Pollen is male reproductive cells of plants. It is rich in various nutrients and hailed as natural complete nutrients internationally. Maize pollen polysaccharides are capable of antitumor, antioxidant, enhancing the immune function. But stiff pollen wall hindered dissolution of polysaccharides and lowered extraction efficiency. Dynamic high pressure micro-fluidization (DHPM) is a rising high pressure homogenization technique. Plant cells could be disrupted by violent treatment conditions, and the active ingredient was little damaged.

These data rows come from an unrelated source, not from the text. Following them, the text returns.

//! Request and response types shared by providers

/// Completion request. Text only: handlers and the oracle exchange prose.
#[derive(Debug, Clone, PartialEq)]
pub struct LlmRequest {
    pub system: Option<String>,
    pub messages: Vec<LlmMessage>,
    pub max_tokens: Option<u32>,
}

impl LlmRequest {
    /// Single user message under a system instruction
    pub fn new(system: impl Into<String>, user: impl Into<String>) -> Self {
        Self {
            system: Some(system.into()),
            messages: vec![LlmMessage::user(user)],
            max_tokens: None,
        }
    }

    #[must_use]
    pub fn with_max_tokens(mut self, max_tokens: u32) -> Self {
        self.max_tokens = Some(max_tokens);
        self
    }
}

#[derive(Debug, Clone, PartialEq)]
pub struct LlmMessage {
    pub role: MessageRole,
    pub content: String,
}

impl LlmMessage {
    pub fn user(content: impl Into<String>) -> Self {
        Self {
            role: MessageRole::User,
            content: content.into(),
        }
    }

    pub fn assistant(content: impl Into<String>) -> Self {
        Self {
            role: MessageRole::Assistant,
            content: content.into(),
        }
    }
}

#[derive(Debug, Clone, Copy, PartialEq, Eq)]
pub enum MessageRole {
    User,
    Assistant,
}

impl MessageRole {
    pub fn as_str(self) -> &'static str {
        match self {
            Self::User => "user",
            Self::Assistant => "assistant",
        }
    }
}

#[derive(Debug, Clone, Default)]
pub struct LlmResponse {
    /// Concatenated text blocks
    pub text: String,
    pub end_turn: bool,
    pub usage: Usage,
}

impl LlmResponse {
    pub fn from_text(text: impl Into<String>) -> Self {
        Self {
            text: text.into(),
            end_turn: true,
            usage: Usage::default(),
        }
    }
}

/// Token accounting
#[derive(Debug, Clone, Copy, Default, PartialEq, Eq)]
pub struct Usage {
    pub input_tokens: u64,
    pub output_tokens: u64,
}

     Dynamic high pressure micro-fluidization technology was applied on maize pollen wall-breaking in this study. Maize pollen wall-breaking effect and yield of polysaccharides were compared with dry grinding and enzymatic hydrolysis wall-breaking. Then anti-oxidative function of maize pollen polysaccharides was evaluated in order to prepare for future research and development of maize pollen polysaccharides from now on. At the same time, the pollen function factor cyclic hydroxamic acid which contributed to treatment of prostate diseases was done qualitative and quantitative analysis. The main contents and conclusions were as follows:
     1. The content of maize pollen polysaccharides was determined by selected anthrone-sulfuric acid method with glucose as standard. The results were as follows: The absorption spectrum of maize pollen polysaccharides was consistent with glucose, and the linear relationship of standard curve was good (R2=0.9996). The recovery, precision and stability of this method were good, so anthrone-sulfuric acid method was ideal method which could be used to determine pollen polysaccharides content.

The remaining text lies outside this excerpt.